Deb Swaim of Riverside Health Equipment in Illinois agrees.

“The demographics of the customers in our location prefer to see and feel the items vs. purchasing online,” she said.

Several respondents did make the distinction that a customer’s preference to buy in-store vs. online depends on the type of HME. And they say they’re upfront with their customers about that.

“Familiar items or items needing no customer service are sought online,” said one respondent. “We freely tell customers that if they don’t need the services that we layer on the product (billing, set up, adjustment, teaching, etc.), then by all means save some money by buying online. They appreciate the advice and come back when they do need a service-intensive product.”

Because a customer’s preference may depend on the product, several respondents emphasized the importance of having a presence both in-store and online.

“We use a combination,” said one respondent. “Some people want to come in and see the product and get educated on how to use it. Others have researched and know what they want—these people are more online-oriented. Also, having online retail increases our coverage area.”

The decision to buy in-store or online really comes down to whether or not a product needs service, respondents say. Some argue most HME—save supplies—does.

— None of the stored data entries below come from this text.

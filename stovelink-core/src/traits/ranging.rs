//! Distance ranging trait

/// Trait for distance sensors measuring the pellet surface
///
/// Implementations handle the specific transducer (ultrasonic, time of
/// flight, etc.).
pub trait RangeSensor {
    /// Measure the distance in whole centimeters
    ///
    /// Returns 0 when there is no echo or the reading is out of range.
    /// Takes `&mut self` because a measurement drives pins.
    fn read_distance_cm(&mut self) -> u16;
}
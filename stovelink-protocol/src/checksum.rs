//! Additive checksum shared by host frames and heater write commands.

/// Sum of all bytes modulo 256
pub fn checksum(bytes: &[u8]) -> u8 {
    bytes.iter().fold(0u8, |acc, &byte| acc.wrapping_add(byte))
}

/// Check that the last byte of `frame` is the checksum of the bytes before it
///
/// An empty slice has no checksum byte and is never valid.
pub fn has_valid_checksum(frame: &[u8]) -> bool {
    match frame.split_last() {
        Some((&sent, body)) => checksum(body) == sent,
        None => false,
    }
}

#[cfg(test)]
mod tests {
    use super::*;
    use proptest::prelude::*;

    #[test]
    fn test_checksum_empty() {
        assert_eq!(checksum(&[]), 0);
    }

    #[test]
    fn test_checksum_wraps() {
        // 0x80 + 0xE8 + 0x55 = 0x1BD
        assert_eq!(checksum(&[0x80, 0xE8, 0x55]), 0xBD);
        // 0x80 + 0xE8 + 0xAA = 0x212
        assert_eq!(checksum(&[0x80, 0xE8, 0xAA]), 0x12);
    }

    #[test]
    fn test_valid_frame() {
        assert!(has_valid_checksum(&[0x00, 0x01, 0x01, 0x02]));
        assert!(!has_valid_checksum(&[0x00, 0x01, 0x01, 0x03]));
        assert!(!has_valid_checksum(&[]));
    }

    #[test]
    fn test_single_byte_frame() {
        // Only a checksum byte: sum of nothing is zero
        assert!(has_valid_checksum(&[0x00]));
        assert!(!has_valid_checksum(&[0x01]));
    }

    proptest! {
        #[test]
        fn prop_checksum_is_sum_mod_256(bytes in proptest::collection::vec(any::<u8>(), 0..64)) {
            let expected = bytes.iter().map(|&b| b as u32).sum::<u32>() % 256;
            prop_assert_eq!(checksum(&bytes) as u32, expected);
        }

        #[test]
        fn prop_checksum_ignores_order(mut bytes in proptest::collection::vec(any::<u8>(), 0..64)) {
            let before = checksum(&bytes);
            bytes.reverse();
            prop_assert_eq!(checksum(&bytes), before);
        }

        #[test]
        fn prop_appended_checksum_validates(body in proptest::collection::vec(any::<u8>(), 0..16)) {
            let mut frame = body.clone();
            frame.push(checksum(&body));
            prop_assert!(has_valid_checksum(&frame));

            let last = frame.len() - 1;
            frame[last] = frame[last].wrapping_add(1);
            prop_assert!(!has_valid_checksum(&frame));
        }
    }
}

“Yes, plenty of people buy online but they are finding out that the retailers charge more to service products purchased online,” said one respondent. “Most DME needs servicing—that is the catch.”

Because HME providers have an increasing number of competitors from both an in-store and online perspective (think Walmart and Amazon, respectively), one of the keys to success is appropriate pricing, respondents say.

“We have been doing retail for about nine years,” said Bob Forbes of Advantage Home Oxygen in Pennsylvania. “We’ve always looked at Internet pricing and, more importantly, Walmart pricing, and set our prices accordingly.”